Mais quelque chose me dérangeait à propos de l’appareil tout au long du trajet : le problème de la mise au point. Avais-je bien fait la mise au point sur toutes les prises ? Comment allais-je faire confiance à ces marques ? Comment pourrais-je vivre sans aide à la mise au point ? L’anxiété commença à réapparaître et je dus éviter de foncer à toute vitesse dans un labo photo pour calmer mes craintes. Je serrai fermement le volant et me dis que je devais faire confiance au Voyage. De plus, j’avais encore du travail à faire. Ces brioches au porc ne allaient pas se livrer toutes seules.
Après avoir livré et mangé ces brioches au porc avec ma sœur contente, je décidai de développer et scanner le rouleau. Mes craintes étaient partiellement fondées. Certaines photos, surtout celles de sujets proches ou de scènes sombres, étaient floues à cause d’une combinaison de ma mauvaise estimation de la distance et de la nature des systèmes d’exposition et de mise au point de la Trip. Bien que la Trip aide automatiquement à obtenir une mise au point nette en sélectionnant une ouverture plus petite pour une plus grande profondeur de champ, cela n’est possible qu’en lumière vive. À mesure que l’obscurité tombe, la capacité de tirer avec une ouverture plus petite disparaît rapidement. Dans ces situations, il peut être vraiment difficile d’obtenir une mise au point correcte. Une petite conséquence de cela est que les photographes ayant une affinité pour le portrait et ces douces boules de bokeh seront probablement déçus par cet appareil.
Mais attendre un bokeh crémeux et une performance à courte distance de la Trip 35 (ou de la plupart des appareils point-and-shoot) revient à attendre qu’une Honda Civic de 93 surpasse une Tesla Model S. Cela n’arrivera tout simplement pas, et la tentative mènera à la frustration. Mais tout comme cette Honda, si vous considérez la Trip 35 comme une machine fiable pour une balade occasionnelle, elle ne vous décevra jamais. La Trip 35 est capable de beaucoup de choses, mais nous devons faire attention à reconnaître et respecter ses propres limites.

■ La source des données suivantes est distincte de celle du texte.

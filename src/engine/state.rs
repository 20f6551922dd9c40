//! Engine state and particle types
//!
//! Particle batches are arena-style: each batch is owned by its cluster,
//! connection or entity and regenerated wholesale when the catalog changes.
//! Nothing here tracks per-particle identity.

use std::collections::HashMap;
use std::f32::consts::TAU;

use glam::Vec2;
use rand::{Rng, SeedableRng};
use rand_pcg::Pcg32;

use crate::camera::Camera;
use crate::consts::*;
use crate::layout::{
    Connection, DomainCluster, Entity, NEUTRAL_COLOR, cluster_layout, derive_clusters,
    synthesize_connections,
};
use crate::settings::Settings;
use crate::sigil::{self, SigilPoint, hash_key};
use crate::sphere::SphereScene;

use super::labels::rasterize_label;

/// Which projection drives the frame
#[derive(Debug, Clone, Copy, PartialEq, Eq, Default)]
pub enum ViewMode {
    #[default]
    Flat,
    /// Pseudo-3D per-domain spheres with slow rotation
    Orbit,
}

/// Connector beam animation style. One code path, parameterized.
#[derive(Debug, Clone, Copy, PartialEq, Eq, Default)]
pub enum BeamStyle {
    /// Particles hold their position; a shared sine pulse modulates alpha
    Pulse,
    /// Each particle advances along the beam and wraps, with a soft shimmer
    #[default]
    Stream,
}

/// Ambient background star (screen space, short-lived)
#[derive(Debug, Clone)]
pub struct Star {
    pub pos: Vec2,
    pub size: f32,
    pub life: u32,
    pub max_life: u32,
    /// Horizontal glitch-streak subtype
    pub glitch: bool,
}

impl Star {
    /// Single sine hump over the lifetime: fade in, fade out.
    pub fn alpha(&self) -> f32 {
        let progress = self.life as f32 / self.max_life as f32;
        (progress * std::f32::consts::PI).sin()
    }
}

/// Cloud particle inside a domain nebula (world space, persistent)
#[derive(Debug, Clone)]
pub struct NebulaParticle {
    pub pos: Vec2,
    pub home: Vec2,
    pub vel: Vec2,
    pub phase: f32,
    pub base_alpha: f32,
    pub size: f32,
}

/// One particle of a connector beam, parametric along the segment
#[derive(Debug, Clone)]
pub struct BeamParticle {
    /// Position along the from->to segment, wraps past 1
    pub t: f32,
    /// Perpendicular offset in pixels
    pub jitter: f32,
    pub phase: f32,
    /// Per-frame advance (stream style only)
    pub speed: f32,
}

/// Particle batch for one connection
#[derive(Debug, Clone)]
pub struct ConnectorBatch {
    pub from: usize,
    pub to: usize,
    pub color: [f32; 3],
    pub intensity: f32,
    pub strength: f32,
    pub particles: Vec<BeamParticle>,
}

/// One mote of rasterized label dust (cluster-local offset)
#[derive(Debug, Clone)]
pub struct DustMote {
    pub offset: Vec2,
    pub phase: f32,
}

/// Everything the engine owns for one domain cluster
#[derive(Debug, Clone)]
pub struct ClusterField {
    pub cluster: DomainCluster,
    pub pulse_speed: f32,
    /// Elevated for glitch-heavy domains; drives streak/ghost flicker
    pub glitch_chance: f32,
    pub nebula: Vec<NebulaParticle>,
    pub dust: Vec<DustMote>,
}

/// Dim static background blob (world space)
#[derive(Debug, Clone)]
pub struct NoiseBlob {
    pub pos: Vec2,
    pub radius: f32,
    pub alpha: f32,
}

/// The visualization engine: owns the camera, all transient particle state
/// and the derived layout. Single-threaded; all mutation happens in the
/// per-frame tick or in the synchronous catalog rebuild.
pub struct Engine {
    pub camera: Camera,
    pub settings: Settings,
    pub mode: ViewMode,
    pub beam_style: BeamStyle,
    /// Seconds since engine start, advanced by tick
    pub time: f32,

    pub(crate) entities: Vec<Entity>,
    pub(crate) index: HashMap<String, usize>,
    pub(crate) clusters: Vec<ClusterField>,
    pub(crate) beams: Vec<ConnectorBatch>,
    /// Parallel to `entities`
    pub(crate) sigils: Vec<Vec<SigilPoint>>,
    pub(crate) stars: Vec<Star>,
    pub(crate) blobs: Vec<NoiseBlob>,
    pub(crate) sphere: SphereScene,
    pub(crate) rng: Pcg32,
}

impl Engine {
    pub fn new(width: f32, height: f32, settings: Settings, seed: u64) -> Self {
        Self {
            camera: Camera::new(width, height),
            settings,
            mode: ViewMode::Flat,
            beam_style: BeamStyle::default(),
            time: 0.0,
            entities: Vec::new(),
            index: HashMap::new(),
            clusters: Vec::new(),
            beams: Vec::new(),
            sigils: Vec::new(),
            stars: Vec::new(),
            blobs: Vec::new(),
            sphere: SphereScene::default(),
            rng: Pcg32::seed_from_u64(seed),
        }
    }

    /// Rebuild everything derived from the catalog: adjusted positions,
    /// clusters, connection graph, particle batches, sigils, sphere scene.
    /// Synchronous; runs on structural change, not per frame.
    pub fn set_catalog(&mut self, entities: &[Entity], explicit: &[Connection]) {
        self.entities = cluster_layout(entities);
        self.index = self
            .entities
            .iter()
            .enumerate()
            .map(|(i, e)| (e.id.clone(), i))
            .collect();

        let clusters = derive_clusters(&self.entities);
        self.clusters = clusters
            .into_iter()
            .map(|c| self.build_cluster_field(c))
            .collect();

        let mut all: Vec<Connection> = explicit.to_vec();
        all.extend(synthesize_connections(&self.entities, explicit));
        self.beams = all
            .iter()
            .filter_map(|c| self.build_beam(c))
            .collect();

        self.sigils = self
            .entities
            .iter()
            .map(|e| sigil::generate_sigil(e.domain_key(), Some(&e.id)))
            .collect();

        self.blobs = Self::build_noise_blobs(&mut self.rng, &self.clusters);
        self.sphere = SphereScene::build(
            self.clusters.iter().map(|f| &f.cluster),
            &mut self.rng,
        );

        log::info!(
            "catalog rebuilt: {} entities, {} clusters, {} beams",
            self.entities.len(),
            self.clusters.len(),
            self.beams.len()
        );
    }

    fn build_cluster_field(&mut self, cluster: DomainCluster) -> ClusterField {
        let h = hash_key(&cluster.domain);
        let pulse_speed = 0.8 + (h % 100) as f32 / 100.0 * 1.2;
        let density_mul = 0.7 + (h % 50) as f32 / 100.0;
        let glitch_chance = sigil::domain_dna(&cluster.domain).glitch;

        let area = std::f32::consts::PI * cluster.radius * cluster.radius;
        let count = ((area / NEBULA_DENSITY * density_mul) as usize)
            .min(self.settings.quality.nebula_cap());

        let nebula = (0..count)
            .map(|_| {
                let theta = self.rng.random::<f32>() * TAU;
                // Edge-biased radial distribution
                let dist = self.rng.random::<f32>().sqrt() * cluster.radius * 1.2;
                let home = cluster.center + crate::polar_to_cartesian(dist, theta);
                NebulaParticle {
                    pos: home,
                    home,
                    vel: Vec2::new(
                        (self.rng.random::<f32>() - 0.5) * 0.4,
                        (self.rng.random::<f32>() - 0.5) * 0.4,
                    ),
                    phase: self.rng.random::<f32>() * TAU,
                    base_alpha: 0.25 + self.rng.random::<f32>() * 0.35,
                    size: 2.0 + self.rng.random::<f32>() * 3.0,
                }
            })
            .collect();

        // Label dust: rasterized once per domain, cached here
        let dust = rasterize_label(&cluster.domain)
            .into_iter()
            .map(|offset| DustMote {
                offset,
                phase: self.rng.random::<f32>() * TAU,
            })
            .collect();

        ClusterField {
            cluster,
            pulse_speed,
            glitch_chance,
            nebula,
            dust,
        }
    }

    fn build_beam(&mut self, c: &Connection) -> Option<ConnectorBatch> {
        let from = *self.index.get(&c.from)?;
        let to = *self.index.get(&c.to)?;
        let same_domain = self.entities[from].domain_key() == self.entities[to].domain_key();
        let (color, intensity) = if same_domain {
            (self.clusters_color_of(self.entities[from].domain_key()), 1.0)
        } else {
            (NEUTRAL_COLOR, 0.55)
        };

        let count = 6 + (c.strength.clamp(0.0, 1.0) * 14.0) as usize;
        let particles = (0..count)
            .map(|i| BeamParticle {
                t: i as f32 / count as f32,
                jitter: (self.rng.random::<f32>() - 0.5) * 8.0,
                phase: self.rng.random::<f32>() * TAU,
                speed: 0.002 + self.rng.random::<f32>() * 0.004,
            })
            .collect();

        Some(ConnectorBatch {
            from,
            to,
            color,
            intensity,
            strength: c.strength,
            particles,
        })
    }

    fn clusters_color_of(&self, domain: &str) -> [f32; 3] {
        crate::layout::domain_color(domain)
    }

    fn build_noise_blobs(rng: &mut Pcg32, clusters: &[ClusterField]) -> Vec<NoiseBlob> {
        let extent = clusters
            .iter()
            .map(|f| f.cluster.center.length() + f.cluster.radius)
            .fold(1500.0f32, f32::max);
        (0..12)
            .map(|_| {
                let theta = rng.random::<f32>() * TAU;
                let dist = rng.random::<f32>() * extent * 1.4;
                NoiseBlob {
                    pos: crate::polar_to_cartesian(dist, theta),
                    radius: 160.0 + rng.random::<f32>() * 260.0,
                    alpha: 0.03 + rng.random::<f32>() * 0.04,
                }
            })
            .collect()
    }

    /// Where entity `id` sits on screen right now, if it is part of the
    /// catalog. The sole authority for card/UI placement.
    pub fn screen_position(&self, id: &str) -> Option<Vec2> {
        let idx = *self.index.get(id)?;
        self.screen_position_of(idx)
    }

    pub(crate) fn screen_position_of(&self, idx: usize) -> Option<Vec2> {
        match self.mode {
            ViewMode::Flat => Some(self.camera.world_to_screen(self.entities[idx].pos)),
            ViewMode::Orbit => self.sphere.card_pose(idx, &self.camera).map(|p| p.screen),
        }
    }

    pub fn set_mode(&mut self, mode: ViewMode) {
        if self.mode != mode {
            self.mode = mode;
            log::info!("view mode: {:?}", mode);
        }
    }

    pub fn resize(&mut self, width: f32, height: f32) {
        self.camera.resize(width, height);
    }

    // Pointer/wheel input, forwarded to the camera

    pub fn pointer_down(&mut self, pos: Vec2) {
        self.camera.begin_drag(pos);
    }

    pub fn pointer_move(&mut self, pos: Vec2) {
        self.camera.drag_to(pos);
    }

    pub fn pointer_up(&mut self) {
        self.camera.end_drag();
    }

    /// Wheel input: negative delta zooms in.
    pub fn wheel(&mut self, delta: f32, pos: Vec2) {
        let factor = if delta < 0.0 {
            ZOOM_IN_FACTOR
        } else {
            ZOOM_OUT_FACTOR
        };
        self.camera.zoom_at(pos, factor);
    }

    pub fn entity_count(&self) -> usize {
        self.entities.len()
    }

    pub fn star_count(&self) -> usize {
        self.stars.len()
    }
}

Quand on fait bien la mise au point, le fantastique objectif Zuiko 40 mm F/2,8 de la Trip est largement à la hauteur. L’objectif est de type Tessar à mise au point frontale, ce qui signifie qu’il est très simple et très net, et conserve cette netteté de bord à bord sans aberration chromatique, aberration sphérique, ni aucun type de distorsion grâce à sa formule optique simple et à l’exécution magistrale d’Olympus. La qualité de l’objectif a même surpassé les limites du film périmé et m’a donné des résultats magnifiques.
Pour qui cet appareil est-il le mieux adapté ? Tout d’abord, la Trip 35 pourrait être l’appareil parfait pour le photophile occasionnel. Olympus a créé cet appareil pour documenter les aventures quotidiennes de n’importe qui, et la Trip le fait de manière excellente. Et pour les photographes expérimentés, la Trip 35 peut être une excellente façon de se libérer du blocage du photographe, ou d’injecter un peu de plaisir et de légèreté à nos photographies. Elle met l’accent sur l’art de la composition plutôt que sur les calculs froids de l’exposition, mais surtout, elle nous rappelle de nous détendre, de manger une brioche au porc et de ne pas nous prendre trop au sérieux.